Der neue Söder ist im Grunde ganz der alte
Markus Söder mag sich in seinem Auftreten verändert haben, doch seine politischen Ansichten und Strategien bleiben unverändert. Ein Blick auf die Kontinuitäten seiner Amtsführung.
Wenn ich an Markus Söder denke, dann fällt mir als erstes der Satz ein: "Der neue Söder ist im Grunde ganz der alte". Gleichgültig, ob er versucht, sich als der dynamische und moderne Politiker zu inszenieren – die grundlegenden Züge seiner politischen Philosophie sind unverändert geblieben. Die Mauer der Kontinuität ist sowohl in seiner Rhetorik als auch in seinen Entscheidungen unübersehbar.

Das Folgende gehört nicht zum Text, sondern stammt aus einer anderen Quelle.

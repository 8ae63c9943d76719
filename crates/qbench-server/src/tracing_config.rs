//! Tracing subscriber setup.
//!
//! Two output formats:
//! - Console output (development)
//! - JSON structured logging (production)

use tracing_subscriber::layer::SubscriberExt;
use tracing_subscriber::util::SubscriberInitExt;
use tracing_subscriber::{EnvFilter, Layer, fmt};

use crate::config::LoggingConfig;

/// Tracing output format.
#[derive(Debug, Clone, Copy, PartialEq, Eq)]
pub enum TracingFormat {
    /// Human-readable console output (for development).
    Console,
    /// JSON structured logging (for production).
    Json,
}

impl TracingFormat {
    fn parse(name: &str) -> Self {
        match name {
            "json" => TracingFormat::Json,
            _ => TracingFormat::Console,
        }
    }
}

/// Tracing configuration.
#[derive(Debug, Clone)]
pub struct TracingConfig {
    /// Log level filter (e.g., "info", "debug", "qbench_sched=trace").
    pub log_level: String,
    /// Output format (console or JSON).
    pub format: TracingFormat,
}

impl Default for TracingConfig {
    fn default() -> Self {
        Self {
            log_level: "info".to_string(),
            format: TracingFormat::Console,
        }
    }
}

impl From<&LoggingConfig> for TracingConfig {
    fn from(logging: &LoggingConfig) -> Self {
        Self {
            log_level: logging.level.clone(),
            format: TracingFormat::parse(&logging.format),
        }
    }
}

/// Initialize the global tracing subscriber.
///
/// `RUST_LOG` takes precedence over the configured level when set.
pub fn init_tracing(config: &TracingConfig) -> anyhow::Result<()> {
    let env_filter = EnvFilter::try_from_default_env()
        .or_else(|_| EnvFilter::try_new(filter_directives(&config.log_level)))
        .unwrap_or_else(|_| EnvFilter::new("info"));

    let fmt_layer = match config.format {
        TracingFormat::Console => fmt::layer()
            .with_target(true)
            .with_thread_ids(false)
            .with_file(true)
            .with_line_number(true)
            .pretty()
            .boxed(),
        TracingFormat::Json => fmt::layer()
            .with_target(true)
            .with_thread_ids(true)
            .with_file(true)
            .with_line_number(true)
            .json()
            .boxed(),
    };

    tracing_subscriber::registry()
        .with(env_filter)
        .with(fmt_layer)
        .try_init()?;

    Ok(())
}

/// A bare level applies to the qbench crates and request tracing; anything
/// else is passed through as filter directives.
fn filter_directives(level: &str) -> String {
    match level {
        "trace" | "debug" | "info" | "warn" | "error" => format!(
            "warn,qbench_server={level},qbench_sched={level},qbench_circuit={level},tower_http={level}"
        ),
        directives => directives.to_string(),
    }
}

Zunächst einmal bleibt Söder ein Meister der politischen Inszenierung. Während manch einer in der Pandemie seine Führungsqualitäten lobte, passiert das immer vor dem Hintergrund seiner bewährten Strategie, populär zu sein. Ob es darum geht, bei den Bürgern gut anzukommen oder sich als der „Macher“ zu positionieren, Söder bleibt seinem Grundsatz treu, opportunistisch zu handeln. Die aktuellen Umfragen zeigen, dass er sich gerne als Krisenmanager inszeniert, doch dies geschieht oft auf Kosten nachhaltiger Lösungen. Stattdessen hat Söder ein Talent dafür, Probleme zu umgehen und sie nur mit den kurzfristigsten Maßnahmen zu bekämpfen.

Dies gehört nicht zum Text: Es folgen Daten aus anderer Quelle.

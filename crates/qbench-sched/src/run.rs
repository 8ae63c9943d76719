//! Benchmark run records and their lifecycle.

use std::fmt;

use chrono::{DateTime, Utc};
use serde::{Deserialize, Serialize};

/// Counter names used with [`StateStore::allocate_next_id`](crate::persistence::StateStore::allocate_next_id).
pub mod counters {
    /// Benchmark run ids.
    pub const RUNS: &str = "benchmarkRuns";
    /// Encoding ids.
    pub const ENCODINGS: &str = "encodings";
    /// Ansatz ids.
    pub const ANSAETZE: &str = "ansaetze";
    /// Dataset ids.
    pub const DATASETS: &str = "datasets";
}

/// Integer identifier of a benchmark run.
#[derive(Debug, Clone, Copy, PartialEq, Eq, PartialOrd, Ord, Hash, Serialize, Deserialize)]
#[serde(transparent)]
pub struct RunId(pub u64);

impl fmt::Display for RunId {
    fn fmt(&self, f: &mut fmt::Formatter<'_>) -> fmt::Result {
        write!(f, "{}", self.0)
    }
}

impl From<u64> for RunId {
    fn from(id: u64) -> Self {
        Self(id)
    }
}

/// Status of a benchmark run.
///
/// `Pending -> Progress* -> Done | Failed`. Terminal states still accept
/// later writes; the last message for a run wins.
#[derive(Debug, Clone, Copy, PartialEq, Eq, Hash, Serialize, Deserialize)]
#[serde(rename_all = "lowercase")]
pub enum RunStatus {
    /// Created, waiting for the worker to pick it up.
    Pending,
    /// The worker reported that it started or made progress.
    Progress,
    /// The worker delivered a result.
    Done,
    /// Dispatch failed or the worker reported an error.
    Failed,
}

impl RunStatus {
    /// Check if the run is in a terminal state.
    pub fn is_terminal(&self) -> bool {
        matches!(self, RunStatus::Done | RunStatus::Failed)
    }

    /// Get the lowercase status name used in storage and on the wire.
    pub fn name(&self) -> &'static str {
        match self {
            RunStatus::Pending => "pending",
            RunStatus::Progress => "progress",
            RunStatus::Done => "done",
            RunStatus::Failed => "failed",
        }
    }
}

impl fmt::Display for RunStatus {
    fn fmt(&self, f: &mut fmt::Formatter<'_>) -> fmt::Result {
        f.write_str(self.name())
    }
}

/// Metrics reported by the worker for a finished run.
#[derive(Debug, Clone, Copy, PartialEq, Serialize, Deserialize)]
pub struct RunResult {
    /// Final training loss.
    pub loss: f64,
    /// Final test accuracy.
    pub accuracy: f64,
}

/// A benchmark run: one (encoding, ansatz, dataset) combination.
#[derive(Debug, Clone, PartialEq, Serialize, Deserialize)]
pub struct BenchmarkRun {
    pub id: RunId,
    pub encoding_id: u64,
    pub ansatz_id: u64,
    pub data_id: u64,
    pub status: RunStatus,
    /// Percentage in `0..=100`, as last reported.
    pub progress: f64,
    #[serde(default, skip_serializing_if = "Option::is_none")]
    pub result: Option<RunResult>,
    #[serde(default, skip_serializing_if = "Option::is_none")]
    pub error: Option<String>,
    pub created_at: DateTime<Utc>,
    pub updated_at: DateTime<Utc>,
}

impl BenchmarkRun {
    /// Create a pending run.
    pub fn new(id: RunId, encoding_id: u64, ansatz_id: u64, data_id: u64) -> Self {
        let now = Utc::now();
        Self {
            id,
            encoding_id,
            ansatz_id,
            data_id,
            status: RunStatus::Pending,
            progress: 0.0,
            result: None,
            error: None,
            created_at: now,
            updated_at: now,
        }
    }

    /// Apply a partial update, touching `updated_at`.
    ///
    /// Reaching `done` clears any error left by an earlier failure report.
    pub fn apply(&mut self, update: &RunUpdate) {
        if let Some(status) = update.status {
            self.status = status;
            if status == RunStatus::Done {
                self.error = None;
            }
        }
        if let Some(progress) = update.progress {
            self.progress = progress;
        }
        if let Some(result) = update.result {
            self.result = Some(result);
        }
        if let Some(error) = &update.error {
            self.error = Some(error.clone());
        }
        self.updated_at = Utc::now();
    }
}

/// Fields to change on a run. Unset fields are left as they are.
#[derive(Debug, Clone, Default, PartialEq)]
pub struct RunUpdate {
    pub status: Option<RunStatus>,
    pub progress: Option<f64>,
    pub result: Option<RunResult>,
    pub error: Option<String>,
}

impl RunUpdate {
    /// The worker picked the task up.
    pub fn started() -> Self {
        Self {
            status: Some(RunStatus::Progress),
            progress: Some(0.0),
            ..Self::default()
        }
    }

    /// Percentage only; the status is left untouched.
    pub fn progress(progress: f64) -> Self {
        Self {
            progress: Some(progress),
            ..Self::default()
        }
    }

    /// Terminal success with the worker's metrics.
    pub fn done(result: RunResult) -> Self {
        Self {
            status: Some(RunStatus::Done),
            progress: Some(100.0),
            result: Some(result),
            error: None,
        }
    }

    /// Terminal failure with an explanation.
    pub fn failed(error: impl Into<String>) -> Self {
        Self {
            status: Some(RunStatus::Failed),
            error: Some(error.into()),
            ..Self::default()
        }
    }
}

/// Stored outcome of a finished run.
#[derive(Debug, Clone, PartialEq, Serialize, Deserialize)]
pub struct BenchmarkResult {
    pub run_id: RunId,
    pub encoding_id: u64,
    pub ansatz_id: u64,
    pub data_id: u64,
    pub loss: f64,
    pub accuracy: f64,
    pub recorded_at: DateTime<Utc>,
}

impl BenchmarkResult {
    /// Build a result record stamped with the current time.
    pub fn new(
        run_id: RunId,
        encoding_id: u64,
        ansatz_id: u64,
        data_id: u64,
        result: RunResult,
    ) -> Self {
        Self {
            run_id,
            encoding_id,
            ansatz_id,
            data_id,
            loss: result.loss,
            accuracy: result.accuracy,
            recorded_at: Utc::now(),
        }
    }

    /// Build the result record for a run.
    pub fn for_run(run: &BenchmarkRun, result: RunResult) -> Self {
        Self::new(run.id, run.encoding_id, run.ansatz_id, run.data_id, result)
    }
}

Ein weiterer Aspekt, der zeigt, dass wir es hier im Wesentlichen mit dem alten Söder zu tun haben, ist seine Hartnäckigkeit in Bezug auf gesellschaftliche Themen. Da wird in einer Regierung, die von Modernität und Fortschritt träumt, gerne über Digitalisierung oder Umweltpolitik geredet, aber die tatsächlichen Maßnahmen bleiben oft hinter den Ansprüchen zurück. Söder hat sich nie als der große Reformer hervorgetan, ganz im Gegenteil: Er ist derjenige, der den Status quo festigt und Zwänge einführt, um auf kurzfristige wählerschaftliche Sorgen zu reagieren. Das zeigt sich auch in seiner Haltung zur Klimapolitik, die zwar mit schönen Worten geschmückt ist, in der Umsetzung aber regelmäßig ins Stocken gerät.
Natürlich könnte man einwenden, dass Politiker sich immer wieder neu erfinden müssen, um relevant zu bleiben. Doch in Söders Fall scheint es eher so, als würde er eine Maske tragen, die er gelegentlich abnimmt, um uns daran zu erinnern, dass der alte Söder stets hinter der neuen Fassade lauert. An den grundsätzlichen Überzeugungen hat sich nichts geändert; das Versprechen des Wandels bleibt oft nur ein Lippenbekenntnis. Wir sehen hier eine Art von Stillstand im Gewande des Wandels, und das ist möglicherweise die größte Ironie seiner politischen Karriere.